I, like many teenagers, had issues. I suffer from anxiety and depression on a mild scale. During my teenage years, it hit me like a ton of bricks. I was a deeply dark and depressing wreck. My family was (and still is) largely opposed to any sort of psychological help. It may have caused more issues, but that’s another story. I wasn’t quite suicidal but glamorized “sleeping forever”, which is essentially the same thing. I was never a believer in the afterlife, even way before I realized my atheism. For those who do believe, suicide is a sin. For those like me, who don’t, suicide is the most pointless idea in the possible realm of ideas. End your lucky stay on this wondrous planet? Suicide is a lose-lose for everyone. I never threatened it either; I was just depressed and wore a good deal of dark clothes (even during the summers in Miami). Since I was not allowed to see a psychiatrist or counselor, I began writing. A lot. Mostly stream of consciousness journaling and poetry. Its surely what saved my mind from going nutty.
This, in combination with general teenage-hood, made me feel pretty crappy about myself. As I aged, I started to like myself again. My college years were formative in the friends I made. The real change happened once I moved to Los Angeles. The laid-back atmosphere of the west coast – compared to the uptight east coast – didn’t hurt either. The people who say LA is phony must have never been to Miami. (Or even the south.)
But I digress. Living on my own and getting into the working world was the second push for me into being an optimist and lover of life. Due to everything, the name Rose Schwartz sounded ugly to me for many years. And I had finally learned to love it.
Why I didn’t take my husband’s last name
My husband has a very unique and cool last name. If I would have taken any name, it would have been his. Many people have assumed that because his last name rhymes with my first name is the reason I chose to keep my own. Actually, that was one of the reasons I would have taken it. Rose Broze? How awesomely unique is that? But it just felt wrong.
People would ask me after I got married when I was changing my name. I would sometimes simply say “I’m not” but sometimes I felt offended and would utter “what’s wrong with mine?” 25 years it took me to love my own name. And now I have to change it? That, in conjunction with my general feminist attitude towards life, afforded me my only choice. Do nothing. ;)

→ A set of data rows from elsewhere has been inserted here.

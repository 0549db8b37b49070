//! Dataset-level aggregation of per-turn metrics.
//!
//! Every metric key keeps three kinds of running means: macro (one update per
//! dialog with that dialog's mean), micro (one update per turn observation)
//! and one bucket per turn position below `max_turns`. Raw values are never
//! buffered across dialogs.

use crate::error::{EvalError, Result};
use crate::eval::metrics::Metric;
use crate::eval::turns::{compute_metrics_per_turn, TurnMetrics};
use crate::eval::{DEFAULT_K_VALUES, DEFAULT_MAX_TURNS};
use indexmap::IndexMap;
use serde::Serialize;
use std::collections::HashMap;
use std::fmt;

/// Log a progress line every this many dialogs.
const PROGRESS_EVERY: usize = 1000;

/// Running arithmetic mean updated one observation at a time.
#[derive(Debug, Clone, Copy, Default, PartialEq, Serialize)]
pub struct RunningMean {
    mean: f64,
    count: u64,
}

impl RunningMean {
    /// Folds `value` into the mean and returns the updated mean.
    pub fn update(&mut self, value: f64) -> f64 {
        self.count += 1;
        self.mean += (value - self.mean) / self.count as f64;
        self.mean
    }

    pub fn mean(&self) -> f64 {
        self.mean
    }

    pub fn count(&self) -> u64 {
        self.count
    }
}

impl fmt::Display for RunningMean {
    fn fmt(&self, f: &mut fmt::Formatter<'_>) -> fmt::Result {
        write!(f, "{:.4} / {}", self.mean, self.count)
    }
}

/// Macro, micro and per-turn-position running means for one metric key.
#[derive(Debug, Clone)]
pub struct MetricSummary {
    macro_average: RunningMean,
    micro_average: RunningMean,
    per_turn: Vec<RunningMean>,
}

impl MetricSummary {
    pub fn new(max_turns: usize) -> Self {
        Self {
            macro_average: RunningMean::default(),
            micro_average: RunningMean::default(),
            per_turn: vec![RunningMean::default(); max_turns],
        }
    }

    /// Folds one dialog's per-turn values in. An empty slice is ignored.
    pub fn update(&mut self, values: &[f64]) {
        if values.is_empty() {
            return;
        }
        self.macro_average
            .update(values.iter().sum::<f64>() / values.len() as f64);
        for (turn_idx, &value) in values.iter().enumerate() {
            if let Some(bucket) = self.per_turn.get_mut(turn_idx) {
                bucket.update(value);
            }
            self.micro_average.update(value);
        }
    }

    pub fn macro_average(&self) -> &RunningMean {
        &self.macro_average
    }

    pub fn micro_average(&self) -> &RunningMean {
        &self.micro_average
    }

    pub fn per_turn(&self) -> &[RunningMean] {
        &self.per_turn
    }

    /// `[macro, micro, turn_0, ..., turn_{max_turns-1}]`
    pub fn values(&self) -> Vec<f64> {
        self.columns().map(RunningMean::mean).collect()
    }

    /// Observation counts in the same layout as [`values`](Self::values).
    pub fn counts(&self) -> Vec<u64> {
        self.columns().map(RunningMean::count).collect()
    }

    fn columns(&self) -> impl Iterator<Item = &RunningMean> {
        [&self.macro_average, &self.micro_average]
            .into_iter()
            .chain(self.per_turn.iter())
    }
}

impl fmt::Display for MetricSummary {
    fn fmt(&self, f: &mut fmt::Formatter<'_>) -> fmt::Result {
        let per_turn: Vec<String> = self.per_turn.iter().map(ToString::to_string).collect();
        writeln!(f, "Micro: {}", self.micro_average)?;
        writeln!(f, "Macro: {}", self.macro_average)?;
        writeln!(f, "Turns: {}", per_turn.join("; "))
    }
}

/// One row of the aggregated report.
#[derive(Debug, Clone, PartialEq, Serialize)]
pub struct ReportRow {
    /// `[macro, micro, turn_0, ..., turn_{max_turns-1}]`
    pub values: Vec<f64>,
    /// Observation count behind each value.
    pub counts: Vec<u64>,
}

/// Aggregated scores for a whole evaluation run, keyed by metric key in the
/// order the keys were first observed.
#[derive(Debug, Clone, PartialEq, Serialize)]
pub struct Report {
    pub max_turns: usize,
    pub dialogs: usize,
    pub metrics: IndexMap<String, ReportRow>,
}

impl Report {
    /// Column names following the metric name: `macro`, `micro`, `Turn 0`, ...
    pub fn column_names(&self) -> Vec<String> {
        let mut names = vec!["macro".to_string(), "micro".to_string()];
        names.extend((0..self.max_turns).map(|i| format!("Turn {}", i)));
        names
    }

    pub fn get(&self, key: &str) -> Option<&ReportRow> {
        self.metrics.get(key)
    }

    pub fn is_empty(&self) -> bool {
        self.metrics.is_empty()
    }

    /// Counts shared by every metric, or `None` if any two metrics differ
    /// (or the report is empty).
    pub fn shared_counts(&self) -> Option<&[u64]> {
        let mut rows = self.metrics.values();
        let first = rows.next()?;
        rows.all(|row| row.counts == first.counts)
            .then_some(first.counts.as_slice())
    }

    /// Flat mapping of metric key to values, plus `"<key>__counts"` entries.
    pub fn to_table(&self) -> IndexMap<String, Vec<f64>> {
        let mut table = IndexMap::with_capacity(self.metrics.len() * 2);
        for (key, row) in &self.metrics {
            table.insert(key.clone(), row.values.clone());
        }
        for (key, row) in &self.metrics {
            table.insert(
                format!("{}__counts", key),
                row.counts.iter().map(|&c| c as f64).collect(),
            );
        }
        table
    }
}

/// Cutoffs, metrics and positional depth for a scoring run.
#[derive(Debug, Clone, PartialEq)]
pub struct ScoringOptions {
    pub k_values: Vec<usize>,
    pub metrics: Vec<Metric>,
    pub max_turns: usize,
}

impl Default for ScoringOptions {
    fn default() -> Self {
        Self {
            k_values: DEFAULT_K_VALUES.to_vec(),
            metrics: Metric::STANDARD.to_vec(),
            max_turns: DEFAULT_MAX_TURNS,
        }
    }
}

/// Streams dialog results into per-metric summaries.
#[derive(Debug)]
pub struct Aggregator {
    max_turns: usize,
    dialogs: usize,
    summaries: IndexMap<String, MetricSummary>,
}

impl Aggregator {
    pub fn new(max_turns: usize) -> Self {
        Self {
            max_turns,
            dialogs: 0,
            summaries: IndexMap::new(),
        }
    }

    /// Folds one dialog's per-turn metrics in. Summaries are created the
    /// first time a metric key is observed.
    pub fn observe(&mut self, dialog_metrics: &TurnMetrics) {
        self.dialogs += 1;
        for (key, values) in dialog_metrics {
            self.summary_mut(key).update(values);
        }
    }

    fn summary_mut(&mut self, key: &str) -> &mut MetricSummary {
        if !self.summaries.contains_key(key) {
            self.summaries
                .insert(key.to_string(), MetricSummary::new(self.max_turns));
        }
        &mut self.summaries[key]
    }

    pub fn summary(&self, key: &str) -> Option<&MetricSummary> {
        self.summaries.get(key)
    }

    pub fn dialogs(&self) -> usize {
        self.dialogs
    }

    pub fn finish(self) -> Report {
        let metrics = self
            .summaries
            .into_iter()
            .map(|(key, summary)| {
                let row = ReportRow {
                    values: summary.values(),
                    counts: summary.counts(),
                };
                (key, row)
            })
            .collect();
        Report {
            max_turns: self.max_turns,
            dialogs: self.dialogs,
            metrics,
        }
    }
}

/// Scores every predicted dialog and aggregates the results.
///
/// Dialogs are visited in `preds` order. A predicted dialog without a gold or
/// seed entry is an error; gold dialogs without predictions are skipped.
pub fn score_dataset<S: AsRef<str>>(
    preds: &IndexMap<String, Vec<Vec<S>>>,
    gold: &HashMap<String, Vec<S>>,
    seed_tracks: &HashMap<String, Vec<Vec<S>>>,
    options: &ScoringOptions,
) -> Result<Report> {
    let unpredicted = gold.keys().filter(|id| !preds.contains_key(*id)).count();
    if unpredicted > 0 {
        log::warn!("{} gold dialogs have no predictions and are not scored", unpredicted);
    }

    let mut aggregator = Aggregator::new(options.max_turns);
    let total = preds.len();

    for (dialog_id, dialog_preds) in preds {
        let dialog_gold = gold
            .get(dialog_id)
            .ok_or_else(|| EvalError::MissingDialog(dialog_id.clone()))?;
        let dialog_seeds = seed_tracks
            .get(dialog_id)
            .ok_or_else(|| EvalError::MissingDialog(dialog_id.clone()))?;

        let dialog_metrics = compute_metrics_per_turn(
            dialog_preds,
            dialog_gold,
            dialog_seeds,
            &options.k_values,
            &options.metrics,
        )?;
        log::debug!(
            "Dialog {}: {} scored turns",
            dialog_id,
            dialog_metrics.values().next().map_or(0, Vec::len)
        );
        aggregator.observe(&dialog_metrics);

        if aggregator.dialogs() % PROGRESS_EVERY == 0 {
            log::info!("Scored {}/{} dialogs", aggregator.dialogs(), total);
        }
    }

    Ok(aggregator.finish())
}
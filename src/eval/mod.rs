//! Scoring core: metric primitives, per-turn scoring and dataset aggregation.

pub mod aggregate;
pub mod metrics;
pub mod turns;

/// Default cutoffs for every metric.
pub const DEFAULT_K_VALUES: [usize; 5] = [1, 5, 10, 20, 100];

/// Default number of per-turn-position columns in a report.
pub const DEFAULT_MAX_TURNS: usize = 10;

pub use aggregate::{score_dataset, Aggregator, MetricSummary, Report, ReportRow, RunningMean, ScoringOptions};
pub use metrics::{compute_metrics, Metric, MetricValues};
pub use turns::{compute_metrics_per_turn, TurnMetrics};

Being that I don’t desire children, having a family name wasn’t a concern. But I do understand that concern. No kids like having hyphenated names.
Equality
Feminism is all about equality. And for me, a name change, doesn’t make me feel equal (although my hubby totally does). Also, he completely understands my view and has never said boo about it.
Are there any other reasons for a woman to take a man’s last name that I may have missed? Can anyone enlighten me to the other side of the coin? I have not heard convincing reasoning as of yet.